Logo no início da Bíblia (Gen 2:17), Deus, uma das personagens principais do livro e a única que se mantém ao longo de toda a narrativa, fala com Adão que, como se pode ler no diário popularizado por Mark Twain, estava ainda meio atolambado, e diz-lhe para nem pensar em comer o fruto “da árvore da ciência do bem e do mal” (segundo a versão actualizada de João Ferreira de Almeida) porque, quando o fizer, morrerá.

Na verdade, a consequência da ingestão do fruto dessa árvore não levou Adão à morte, mas apenas à expulsão do Paraíso. Neste primeiro indulto da história penal, Deus deu aqui um mau exemplo àqueles pais que ameaçam os filhos com um castigo aterrador – dois dias sem telemóvel ou tablet – e acabam por fixar a pena em “não podes ver vídeos da Ana Malhoa no YouTube”.

Deus voltaria a fazer uma brincadeira parecida com Abrãao, ao mandar matar o filho mais velho, modificando a ordem à última hora (Gen 22:12). Menos sorte teve a mulher de Lot, que olhou para Sodoma e ficou transformada em sal (Gen 19:26). Já Lot dormiu com as duas filhas e nada lhe aconteceu (Gen 19:32-36). Pelos vistos, não é só a justiça portuguesa que tem critérios pouco claros e definidos.

A parábola bíblica sobre o fruto da árvore da sabedoria tem sido interpretada como análoga à da caixa de Pandora. A voragem pelo conhecimento e a vontade da descoberta podem acarretar grandes desgostos e enormes tragédias. Serão os belos mitos arrepiantes metáforas? Bem escreveu Eça de Queiroz: “Sobre a nudez crua da verdade, o manto diáfano da fantasia.”

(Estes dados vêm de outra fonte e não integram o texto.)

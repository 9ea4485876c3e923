use axum::extract::State;

use crate::error::{AppError, Result};
use crate::middleware::AuthUser;
use crate::models::{CreateTemplate, UpdateTemplate, WorkoutTemplate};
use crate::procedure::{EntityInput, Procedure, ProcedureInput, Success, UserInput};
use crate::repositories::TemplateRepository;

#[derive(Clone)]
pub struct TemplatesState {
    pub template_repo: TemplateRepository,
}

pub async fn get_all(
    State(state): State<TemplatesState>,
    auth_user: AuthUser,
    ProcedureInput(input): ProcedureInput<UserInput>,
) -> Result<Procedure<Vec<WorkoutTemplate>>> {
    auth_user.ensure_owner(&input.user_id)?;

    let templates = state.template_repo.find_all_by_user(&auth_user.id).await?;
    Ok(Procedure(templates))
}

pub async fn get_by_id(
    State(state): State<TemplatesState>,
    auth_user: AuthUser,
    ProcedureInput(input): ProcedureInput<EntityInput>,
) -> Result<Procedure<Option<WorkoutTemplate>>> {
    auth_user.ensure_owner(&input.user_id)?;

    let template = state
        .template_repo
        .find_by_id(&input.id, &auth_user.id)
        .await?;
    Ok(Procedure(template))
}

pub async fn create(
    State(state): State<TemplatesState>,
    auth_user: AuthUser,
    ProcedureInput(input): ProcedureInput<CreateTemplate>,
) -> Result<Procedure<WorkoutTemplate>> {
    auth_user.ensure_owner(&input.user_id)?;
    input.validate().map_err(AppError::Validation)?;

    let template = state.template_repo.create(input).await?;
    Ok(Procedure(template))
}

pub async fn update(
    State(state): State<TemplatesState>,
    auth_user: AuthUser,
    ProcedureInput(input): ProcedureInput<UpdateTemplate>,
) -> Result<Procedure<Option<WorkoutTemplate>>> {
    auth_user.ensure_owner(&input.user_id)?;

    // Goal fields are only meaningful against the stored kind.
    let Some(existing) = state
        .template_repo
        .find_by_id(&input.id, &auth_user.id)
        .await?
    else {
        return Ok(Procedure(None));
    };
    input
        .validate_for(existing.kind)
        .map_err(AppError::Validation)?;

    if input.is_empty() {
        return Ok(Procedure(Some(existing)));
    }

    let template = state.template_repo.update(input).await?;
    Ok(Procedure(template))
}

pub async fn delete(
    State(state): State<TemplatesState>,
    auth_user: AuthUser,
    ProcedureInput(input): ProcedureInput<EntityInput>,
) -> Result<Procedure<Success>> {
    auth_user.ensure_owner(&input.user_id)?;

    let deleted = state.template_repo.delete(&input.id, &auth_user.id).await?;
    if deleted {
        tracing::info!(template_id = %input.id, "Deleted workout template");
    }
    Ok(Procedure(Success::ok()))
}
use chrono::{DateTime, Utc};
use rusqlite::Row;
use serde::{Deserialize, Serialize};

use super::FromSqliteRow;

/// Standalone completed workout from before templates existed.
#[derive(Debug, Clone, Serialize, Deserialize)]
#[serde(rename_all = "camelCase")]
pub struct Workout {
    pub id: String,
    pub user_id: String,
    pub name: String,
    pub description: Option<String>,
    /// Minutes.
    pub duration: Option<i64>,
    pub calories_burned: Option<i64>,
    pub completed_at: DateTime<Utc>,
    pub created_at: DateTime<Utc>,
    pub updated_at: DateTime<Utc>,
}

impl FromSqliteRow for Workout {
    fn from_row(row: &Row) -> rusqlite::Result<Self> {
        Ok(Self {
            id: row.get("id")?,
            user_id: row.get("user_id")?,
            name: row.get("name")?,
            description: row.get("description")?,
            duration: row.get("duration")?,
            calories_burned: row.get("calories_burned")?,
            completed_at: row.get("completed_at")?,
            created_at: row.get("created_at")?,
            updated_at: row.get("updated_at")?,
        })
    }
}

#[derive(Debug, Deserialize)]
#[serde(rename_all = "camelCase")]
pub struct CreateWorkout {
    pub user_id: String,
    pub name: String,
    #[serde(default)]
    pub description: Option<String>,
    #[serde(default)]
    pub duration: Option<i64>,
    #[serde(default)]
    pub calories_burned: Option<i64>,
}

impl CreateWorkout {
    pub fn validate(&self) -> Result<(), String> {
        if self.name.trim().is_empty() {
            return Err("Workout name is required".to_string());
        }
        if self.duration.is_some_and(|d| d < 0) {
            return Err("duration cannot be negative".to_string());
        }
        if self.calories_burned.is_some_and(|c| c < 0) {
            return Err("caloriesBurned cannot be negative".to_string());
        }
        Ok(())
    }
}
/// Build version, injected by build.rs from `git describe`.
pub const GIT_VERSION: &str = env!("GIT_VERSION");
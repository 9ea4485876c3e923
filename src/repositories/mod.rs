pub mod instance_repo;
pub mod session_repo;
pub mod stats_repo;
pub mod template_repo;
pub mod user_repo;
pub mod workout_repo;

pub use instance_repo::InstanceRepository;
pub use session_repo::SessionRepository;
pub use stats_repo::StatsRepository;
pub use template_repo::TemplateRepository;
pub use user_repo::UserRepository;
pub use workout_repo::WorkoutRepository;
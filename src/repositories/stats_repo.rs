use crate::db::DbPool;
use crate::error::{AppError, Result};
use crate::models::{FromSqliteRow, RecentActivity, RepRow, RunRow, TimeRow};

/// Read-only queries feeding the statistics endpoints. Rows come back most
/// recent first; summarizing happens in `models::stats`.
#[derive(Clone)]
pub struct StatsRepository {
    pool: DbPool,
}

const MOST_RECENT_FIRST: &str = "ORDER BY COALESCE(wi.completed_at, wi.created_at) DESC, wi.rowid DESC";

impl StatsRepository {
    pub fn new(pool: DbPool) -> Self {
        Self { pool }
    }

    pub async fn count_completed(&self, user_id: &str) -> Result<i64> {
        let pool = self.pool.clone();
        let user_id = user_id.to_string();
        tokio::task::spawn_blocking(move || {
            let conn = pool.get()?;
            let count: i64 = conn.query_row(
                "SELECT COUNT(*) FROM workout_instances WHERE user_id = ? AND completed = 1",
                [&user_id],
                |row| row.get(0),
            )?;
            Ok(count)
        })
        .await
        .map_err(|e| AppError::Internal(e.to_string()))?
    }

    pub async fn run_rows(&self, user_id: &str) -> Result<Vec<RunRow>> {
        let pool = self.pool.clone();
        let user_id = user_id.to_string();
        tokio::task::spawn_blocking(move || {
            let conn = pool.get()?;
            let mut stmt = conn.prepare(&format!(
                "SELECT t.distance, wi.duration, wi.completed_at
                 FROM workout_instances wi
                 JOIN workout_templates t ON wi.template_id = t.id
                 WHERE wi.user_id = ? AND t.type = 'run' AND wi.completed = 1
                 {MOST_RECENT_FIRST}"
            ))?;
            let rows = stmt
                .query_map([&user_id], RunRow::from_row)?
                .collect::<rusqlite::Result<Vec<_>>>()?;
            Ok(rows)
        })
        .await
        .map_err(|e| AppError::Internal(e.to_string()))?
    }

    pub async fn rep_rows(&self, user_id: &str, template_id: Option<&str>) -> Result<Vec<RepRow>> {
        let pool = self.pool.clone();
        let user_id = user_id.to_string();
        let template_id = template_id.map(str::to_string);
        tokio::task::spawn_blocking(move || {
            let conn = pool.get()?;
            let mut stmt = conn.prepare(&format!(
                "SELECT t.name AS template_name, wi.actual_reps, t.target_reps, wi.completed_at
                 FROM workout_instances wi
                 JOIN workout_templates t ON wi.template_id = t.id
                 WHERE wi.user_id = ?1 AND t.type = 'reps' AND wi.completed = 1
                   AND (?2 IS NULL OR wi.template_id = ?2)
                 {MOST_RECENT_FIRST}"
            ))?;
            let rows = stmt
                .query_map(rusqlite::params![user_id, template_id], RepRow::from_row)?
                .collect::<rusqlite::Result<Vec<_>>>()?;
            Ok(rows)
        })
        .await
        .map_err(|e| AppError::Internal(e.to_string()))?
    }

    pub async fn time_rows(
        &self,
        user_id: &str,
        template_id: Option<&str>,
    ) -> Result<Vec<TimeRow>> {
        let pool = self.pool.clone();
        let user_id = user_id.to_string();
        let template_id = template_id.map(str::to_string);
        tokio::task::spawn_blocking(move || {
            let conn = pool.get()?;
            let mut stmt = conn.prepare(&format!(
                "SELECT t.name AS template_name, wi.actual_duration, t.target_duration, wi.completed_at
                 FROM workout_instances wi
                 JOIN workout_templates t ON wi.template_id = t.id
                 WHERE wi.user_id = ?1 AND t.type = 'time' AND wi.completed = 1
                   AND (?2 IS NULL OR wi.template_id = ?2)
                 {MOST_RECENT_FIRST}"
            ))?;
            let rows = stmt
                .query_map(rusqlite::params![user_id, template_id], TimeRow::from_row)?
                .collect::<rusqlite::Result<Vec<_>>>()?;
            Ok(rows)
        })
        .await
        .map_err(|e| AppError::Internal(e.to_string()))?
    }

    /// Latest instances of any kind, completed or not, newest first.
    pub async fn recent_activity(&self, user_id: &str, limit: i64) -> Result<Vec<RecentActivity>> {
        let pool = self.pool.clone();
        let user_id = user_id.to_string();
        tokio::task::spawn_blocking(move || {
            let conn = pool.get()?;
            let mut stmt = conn.prepare(
                "SELECT wi.id AS instance_id, t.name AS template_name, t.type AS workout_type,
                        wi.completed, wi.completed_at, wi.duration, wi.actual_reps, wi.actual_duration
                 FROM workout_instances wi
                 JOIN workout_templates t ON wi.template_id = t.id
                 WHERE wi.user_id = ?
                 ORDER BY wi.created_at DESC, wi.rowid DESC
                 LIMIT ?",
            )?;
            let rows = stmt
                .query_map(rusqlite::params![user_id, limit], RecentActivity::from_row)?
                .collect::<rusqlite::Result<Vec<_>>>()?;
            Ok(rows)
        })
        .await
        .map_err(|e| AppError::Internal(e.to_string()))?
    }
}
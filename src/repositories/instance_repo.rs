use chrono::{DateTime, Utc};
use rusqlite::{OptionalExtension, ToSql};
use uuid::Uuid;

use crate::db::DbPool;
use crate::error::{AppError, Result};
use crate::models::workout_instance::encode_lap_times;
use crate::models::{
    CreateInstance, FromSqliteRow, InstanceWithTemplate, UpdateInstance, WorkoutInstance,
};

pub const DEFAULT_LIST_LIMIT: i64 = 50;

const SELECT_WITH_TEMPLATE: &str = "SELECT wi.*,
        t.id AS t_id, t.user_id AS t_user_id, t.name AS t_name, t.type AS t_type,
        t.description AS t_description, t.distance AS t_distance,
        t.target_reps AS t_target_reps, t.target_duration AS t_target_duration,
        t.created_at AS t_created_at, t.updated_at AS t_updated_at
     FROM workout_instances wi
     JOIN workout_templates t ON wi.template_id = t.id";

#[derive(Clone)]
pub struct InstanceRepository {
    pool: DbPool,
}

impl InstanceRepository {
    pub fn new(pool: DbPool) -> Self {
        Self { pool }
    }

    /// Newest first, each paired with its template.
    pub async fn find_all_by_user(
        &self,
        user_id: &str,
        limit: i64,
    ) -> Result<Vec<InstanceWithTemplate>> {
        let pool = self.pool.clone();
        let user_id = user_id.to_string();
        tokio::task::spawn_blocking(move || {
            let conn = pool.get()?;
            let mut stmt = conn.prepare(&format!(
                "{SELECT_WITH_TEMPLATE}
                 WHERE wi.user_id = ?
                 ORDER BY wi.created_at DESC, wi.rowid DESC
                 LIMIT ?"
            ))?;
            let instances = stmt
                .query_map(rusqlite::params![user_id, limit], InstanceWithTemplate::from_row)?
                .collect::<rusqlite::Result<Vec<_>>>()?;
            Ok(instances)
        })
        .await
        .map_err(|e| AppError::Internal(e.to_string()))?
    }

    pub async fn find_by_template(
        &self,
        template_id: &str,
        user_id: &str,
    ) -> Result<Vec<WorkoutInstance>> {
        let pool = self.pool.clone();
        let template_id = template_id.to_string();
        let user_id = user_id.to_string();
        tokio::task::spawn_blocking(move || {
            let conn = pool.get()?;
            let mut stmt = conn.prepare(
                "SELECT * FROM workout_instances
                 WHERE template_id = ? AND user_id = ?
                 ORDER BY created_at DESC, rowid DESC",
            )?;
            let instances = stmt
                .query_map([&template_id, &user_id], WorkoutInstance::from_row)?
                .collect::<rusqlite::Result<Vec<_>>>()?;
            Ok(instances)
        })
        .await
        .map_err(|e| AppError::Internal(e.to_string()))?
    }

    pub async fn find_by_id(
        &self,
        id: &str,
        user_id: &str,
    ) -> Result<Option<InstanceWithTemplate>> {
        let pool = self.pool.clone();
        let id = id.to_string();
        let user_id = user_id.to_string();
        tokio::task::spawn_blocking(move || {
            let conn = pool.get()?;
            let mut stmt = conn.prepare(&format!(
                "{SELECT_WITH_TEMPLATE} WHERE wi.id = ? AND wi.user_id = ?"
            ))?;
            let result = stmt
                .query_row([&id, &user_id], InstanceWithTemplate::from_row)
                .optional()?;
            Ok(result)
        })
        .await
        .map_err(|e| AppError::Internal(e.to_string()))?
    }

    pub async fn create(&self, input: CreateInstance) -> Result<WorkoutInstance> {
        self.create_at(input, Utc::now()).await
    }

    /// Insert with an explicit creation time. Used by the seeder to spread
    /// history over past dates.
    pub async fn create_at(
        &self,
        input: CreateInstance,
        created_at: DateTime<Utc>,
    ) -> Result<WorkoutInstance> {
        let instance = WorkoutInstance {
            id: Uuid::new_v4().to_string(),
            completed_at: input.effective_completed_at(created_at),
            template_id: input.template_id,
            user_id: input.user_id,
            completed: input.completed,
            duration: input.duration,
            lap_times: input.lap_times,
            actual_reps: input.actual_reps,
            actual_duration: input.actual_duration,
            notes: input.notes,
            created_at,
            updated_at: created_at,
        };
        let lap_times = instance
            .lap_times
            .as_deref()
            .map(encode_lap_times)
            .transpose()?;

        let pool = self.pool.clone();
        let row = instance.clone();
        tokio::task::spawn_blocking(move || -> Result<()> {
            let conn = pool.get()?;
            conn.execute(
                "INSERT INTO workout_instances
                    (id, template_id, user_id, completed, completed_at, duration, lap_times,
                     actual_reps, actual_duration, notes, created_at, updated_at)
                 VALUES (?, ?, ?, ?, ?, ?, ?, ?, ?, ?, ?, ?)",
                rusqlite::params![
                    row.id,
                    row.template_id,
                    row.user_id,
                    row.completed,
                    row.completed_at,
                    row.duration,
                    lap_times,
                    row.actual_reps,
                    row.actual_duration,
                    row.notes,
                    row.created_at,
                    row.updated_at,
                ],
            )?;
            Ok(())
        })
        .await
        .map_err(|e| AppError::Internal(e.to_string()))??;

        Ok(instance)
    }

    /// Apply the supplied fields only. Returns `None` when no instance with
    /// this id belongs to the user.
    pub async fn update(&self, input: UpdateInstance) -> Result<Option<WorkoutInstance>> {
        let mut sets: Vec<&'static str> = Vec::new();
        let mut values: Vec<Box<dyn ToSql + Send>> = Vec::new();

        if let Some(completed) = input.completed.to_column() {
            sets.push("completed = ?");
            values.push(Box::new(completed.copied().unwrap_or(false)));
        }
        if let Some(completed_at) = input.completed_at.to_column() {
            sets.push("completed_at = ?");
            values.push(Box::new(completed_at.copied()));
        }
        if let Some(duration) = input.duration.to_column() {
            sets.push("duration = ?");
            values.push(Box::new(duration.copied()));
        }
        if let Some(lap_times) = input.lap_times.to_column() {
            sets.push("lap_times = ?");
            let encoded = lap_times.map(|laps| encode_lap_times(laps)).transpose()?;
            values.push(Box::new(encoded));
        }
        if let Some(actual_reps) = input.actual_reps.to_column() {
            sets.push("actual_reps = ?");
            values.push(Box::new(actual_reps.copied()));
        }
        if let Some(actual_duration) = input.actual_duration.to_column() {
            sets.push("actual_duration = ?");
            values.push(Box::new(actual_duration.copied()));
        }
        if let Some(notes) = input.notes.to_column() {
            sets.push("notes = ?");
            values.push(Box::new(notes.cloned()));
        }

        if sets.is_empty() {
            return self.find_instance(&input.id, &input.user_id).await;
        }

        sets.push("updated_at = ?");
        values.push(Box::new(Utc::now()));
        values.push(Box::new(input.id.clone()));
        values.push(Box::new(input.user_id.clone()));

        let query = format!(
            "UPDATE workout_instances SET {} WHERE id = ? AND user_id = ?",
            sets.join(", ")
        );

        let pool = self.pool.clone();
        let updated = tokio::task::spawn_blocking(move || -> Result<usize> {
            let conn = pool.get()?;
            let rows = conn.execute(&query, rusqlite::params_from_iter(values.iter()))?;
            Ok(rows)
        })
        .await
        .map_err(|e| AppError::Internal(e.to_string()))??;

        if updated == 0 {
            return Ok(None);
        }
        self.find_instance(&input.id, &input.user_id).await
    }

    /// Set completed and stamp the completion time with now, whatever the
    /// previous state was.
    pub async fn mark_complete(&self, id: &str, user_id: &str) -> Result<Option<WorkoutInstance>> {
        let pool = self.pool.clone();
        let id_owned = id.to_string();
        let user_id_owned = user_id.to_string();
        let now = Utc::now();
        let updated = tokio::task::spawn_blocking(move || -> Result<usize> {
            let conn = pool.get()?;
            let rows = conn.execute(
                "UPDATE workout_instances
                 SET completed = 1, completed_at = ?, updated_at = ?
                 WHERE id = ? AND user_id = ?",
                rusqlite::params![now, now, id_owned, user_id_owned],
            )?;
            Ok(rows)
        })
        .await
        .map_err(|e| AppError::Internal(e.to_string()))??;

        if updated == 0 {
            return Ok(None);
        }
        self.find_instance(id, user_id).await
    }

    pub async fn delete(&self, id: &str, user_id: &str) -> Result<bool> {
        let pool = self.pool.clone();
        let id = id.to_string();
        let user_id = user_id.to_string();
        tokio::task::spawn_blocking(move || {
            let conn = pool.get()?;
            let rows = conn.execute(
                "DELETE FROM workout_instances WHERE id = ? AND user_id = ?",
                [&id, &user_id],
            )?;
            Ok(rows > 0)
        })
        .await
        .map_err(|e| AppError::Internal(e.to_string()))?
    }

    async fn find_instance(&self, id: &str, user_id: &str) -> Result<Option<WorkoutInstance>> {
        let pool = self.pool.clone();
        let id = id.to_string();
        let user_id = user_id.to_string();
        tokio::task::spawn_blocking(move || {
            let conn = pool.get()?;
            let mut stmt =
                conn.prepare("SELECT * FROM workout_instances WHERE id = ? AND user_id = ?")?;
            let result = stmt
                .query_row([&id, &user_id], WorkoutInstance::from_row)
                .optional()?;
            Ok(result)
        })
        .await
        .map_err(|e| AppError::Internal(e.to_string()))?
    }
}
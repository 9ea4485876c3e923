pub mod config;
pub mod db;
pub mod error;
pub mod handlers;
pub mod middleware;
pub mod migrations;
pub mod models;
pub mod procedure;
pub mod repositories;
pub mod routes;
pub mod session;
pub mod version;
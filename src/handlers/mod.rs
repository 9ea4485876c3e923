pub mod auth;
pub mod health;
pub mod instances;
pub mod stats;
pub mod templates;
pub mod workouts;
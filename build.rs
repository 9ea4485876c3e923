use std::process::Command;

/// Exposes `GIT_VERSION` to the crate, reported by `health.check`.
fn main() {
    println!("cargo:rerun-if-changed=.git/HEAD");
    println!("cargo:rerun-if-changed=.git/index");
    println!("cargo:rerun-if-env-changed=GIT_VERSION");

    println!("cargo:rustc-env=GIT_VERSION={}", resolve_version());
}

fn resolve_version() -> String {
    // Set explicitly by container and CI builds, which have no .git
    if let Some(version) = std::env::var("GIT_VERSION")
        .ok()
        .filter(|v| !v.is_empty() && v != "dev")
    {
        return version;
    }

    let described = Command::new("git")
        .args(["describe", "--tags", "--always", "--dirty"])
        .output()
        .ok()
        .filter(|out| out.status.success())
        .map(|out| String::from_utf8_lossy(&out.stdout).trim().to_string())
        .filter(|v| !v.is_empty());

    described.unwrap_or_else(|| format!("v{}-dev", env!("CARGO_PKG_VERSION")))
}
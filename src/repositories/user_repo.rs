use argon2::{
    password_hash::{rand_core::OsRng, PasswordHash, PasswordHasher, PasswordVerifier, SaltString},
    Argon2,
};
use chrono::Utc;
use rusqlite::{ErrorCode, OptionalExtension};
use uuid::Uuid;

use crate::db::DbPool;
use crate::error::{AppError, Result};
use crate::models::user::{CREDENTIAL_PROVIDER, DUPLICATE_EMAIL_MESSAGE};
use crate::models::{Account, FromSqliteRow, User};

#[derive(Clone)]
pub struct UserRepository {
    pool: DbPool,
}

impl UserRepository {
    pub fn new(pool: DbPool) -> Self {
        Self { pool }
    }

    pub async fn find_by_id(&self, id: &str) -> Result<Option<User>> {
        let pool = self.pool.clone();
        let id = id.to_string();
        tokio::task::spawn_blocking(move || {
            let conn = pool.get()?;
            let mut stmt = conn.prepare("SELECT * FROM users WHERE id = ?")?;
            let result = stmt.query_row([&id], User::from_row).optional()?;
            Ok(result)
        })
        .await
        .map_err(|e| AppError::Internal(e.to_string()))?
    }

    pub async fn find_by_email(&self, email: &str) -> Result<Option<User>> {
        let pool = self.pool.clone();
        let email = email.to_string();
        tokio::task::spawn_blocking(move || {
            let conn = pool.get()?;
            let mut stmt = conn.prepare("SELECT * FROM users WHERE email = ?")?;
            let result = stmt.query_row([&email], User::from_row).optional()?;
            Ok(result)
        })
        .await
        .map_err(|e| AppError::Internal(e.to_string()))?
    }

    /// The email/password account of a user, if one exists.
    pub async fn find_credential(&self, user_id: &str) -> Result<Option<Account>> {
        let pool = self.pool.clone();
        let user_id = user_id.to_string();
        tokio::task::spawn_blocking(move || {
            let conn = pool.get()?;
            let mut stmt =
                conn.prepare("SELECT * FROM accounts WHERE user_id = ? AND provider_id = ?")?;
            let result = stmt
                .query_row([user_id.as_str(), CREDENTIAL_PROVIDER], Account::from_row)
                .optional()?;
            Ok(result)
        })
        .await
        .map_err(|e| AppError::Internal(e.to_string()))?
    }

    /// Create a user together with its password credential account.
    pub async fn create(&self, name: &str, email: &str, password: &str) -> Result<User> {
        let password_hash = hash_password(password)?;
        let now = Utc::now();
        let user = User {
            id: Uuid::new_v4().to_string(),
            name: name.to_string(),
            email: email.to_string(),
            email_verified: false,
            image: None,
            created_at: now,
            updated_at: now,
        };

        let pool = self.pool.clone();
        let row = user.clone();
        tokio::task::spawn_blocking(move || -> Result<()> {
            let mut conn = pool.get()?;
            let tx = conn.transaction()?;
            tx.execute(
                "INSERT INTO users (id, name, email, email_verified, image, created_at, updated_at)
                 VALUES (?, ?, ?, ?, ?, ?, ?)",
                rusqlite::params![
                    row.id,
                    row.name,
                    row.email,
                    row.email_verified,
                    row.image,
                    row.created_at,
                    row.updated_at
                ],
            )
            .map_err(duplicate_email)?;
            // The credential account is keyed by the user id itself.
            tx.execute(
                "INSERT INTO accounts (id, account_id, provider_id, user_id, password, created_at, updated_at)
                 VALUES (?, ?, ?, ?, ?, ?, ?)",
                rusqlite::params![
                    Uuid::new_v4().to_string(),
                    row.id,
                    CREDENTIAL_PROVIDER,
                    row.id,
                    password_hash,
                    row.created_at,
                    row.updated_at
                ],
            )?;
            tx.commit()?;
            Ok(())
        })
        .await
        .map_err(|e| AppError::Internal(e.to_string()))??;

        Ok(user)
    }

    pub async fn verify_password(&self, email: &str, password: &str) -> Result<Option<User>> {
        let Some(user) = self.find_by_email(email).await? else {
            return Ok(None);
        };
        let Some(hash) = self
            .find_credential(&user.id)
            .await?
            .and_then(|account| account.password)
        else {
            return Ok(None);
        };

        if verify_password(password, &hash)? {
            Ok(Some(user))
        } else {
            Ok(None)
        }
    }

    pub async fn update_name(&self, id: &str, name: &str) -> Result<Option<User>> {
        let pool = self.pool.clone();
        let id_owned = id.to_string();
        let name = name.to_string();
        let now = Utc::now();
        let rows = tokio::task::spawn_blocking(move || -> Result<usize> {
            let conn = pool.get()?;
            let rows = conn.execute(
                "UPDATE users SET name = ?, updated_at = ? WHERE id = ?",
                rusqlite::params![name, now, id_owned],
            )?;
            Ok(rows)
        })
        .await
        .map_err(|e| AppError::Internal(e.to_string()))??;

        if rows == 0 {
            return Ok(None);
        }
        self.find_by_id(id).await
    }

    /// Remove a user; sessions, accounts, templates and instances cascade.
    pub async fn delete(&self, id: &str) -> Result<bool> {
        let pool = self.pool.clone();
        let id = id.to_string();
        tokio::task::spawn_blocking(move || {
            let conn = pool.get()?;
            let rows = conn.execute("DELETE FROM users WHERE id = ?", [&id])?;
            Ok(rows > 0)
        })
        .await
        .map_err(|e| AppError::Internal(e.to_string()))?
    }
}

// A concurrent sign-up can win the race past the email lookup.
fn duplicate_email(err: rusqlite::Error) -> AppError {
    match err {
        rusqlite::Error::SqliteFailure(e, _) if e.code == ErrorCode::ConstraintViolation => {
            AppError::Validation(DUPLICATE_EMAIL_MESSAGE.to_string())
        }
        err => AppError::Database(err),
    }
}

fn hash_password(password: &str) -> Result<String> {
    let salt = SaltString::generate(&mut OsRng);
    let argon2 = Argon2::default();
    let password_hash = argon2
        .hash_password(password.as_bytes(), &salt)
        .map_err(|_| AppError::PasswordHash)?
        .to_string();
    Ok(password_hash)
}

fn verify_password(password: &str, hash: &str) -> Result<bool> {
    let parsed_hash = PasswordHash::new(hash).map_err(|_| AppError::PasswordHash)?;
    Ok(Argon2::default()
        .verify_password(password.as_bytes(), &parsed_hash)
        .is_ok())
}
use serde::{Deserialize, Deserializer};

/// One field of a sparse update payload.
///
/// A field missing from the JSON object is `Unset` (leave the column alone),
/// an explicit `null` is `Null` (clear the column), anything else is `Value`.
/// Fields must be declared with `#[serde(default)]` for `Unset` to apply.
#[derive(Debug, Clone, PartialEq)]
pub enum Patch<T> {
    Unset,
    Null,
    Value(T),
}

impl<T> Default for Patch<T> {
    fn default() -> Self {
        Patch::Unset
    }
}

impl<T> Patch<T> {
    pub fn is_unset(&self) -> bool {
        matches!(self, Patch::Unset)
    }

    pub fn is_null(&self) -> bool {
        matches!(self, Patch::Null)
    }

    pub fn as_value(&self) -> Option<&T> {
        match self {
            Patch::Value(v) => Some(v),
            _ => None,
        }
    }

    /// `None` when unset, otherwise the column value to write.
    pub fn to_column(&self) -> Option<Option<&T>> {
        match self {
            Patch::Unset => None,
            Patch::Null => Some(None),
            Patch::Value(v) => Some(Some(v)),
        }
    }
}

impl<'de, T> Deserialize<'de> for Patch<T>
where
    T: Deserialize<'de>,
{
    fn deserialize<D>(deserializer: D) -> Result<Self, D::Error>
    where
        D: Deserializer<'de>,
    {
        Ok(match Option::<T>::deserialize(deserializer)? {
            Some(value) => Patch::Value(value),
            None => Patch::Null,
        })
    }
}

Termino com um episódio autobiográfico. Na madrugada do último domingo para segunda-feira tive um sonho onde se discutia a existência de Deus e, a existir, se Sua Divindade teria tido alguma influência no falhanço do Bryan Ruiz em frente à baliza escancarada do Benfica. Quando acordei, tinha uma virose que me impediu de comer durante todo o dia. A Bíblia já tinha avisado. Se comeres a o fruto proibido, vais ver como elas te mordem. Se te armares em espertinho, nem uma maçã conseguirás engolir.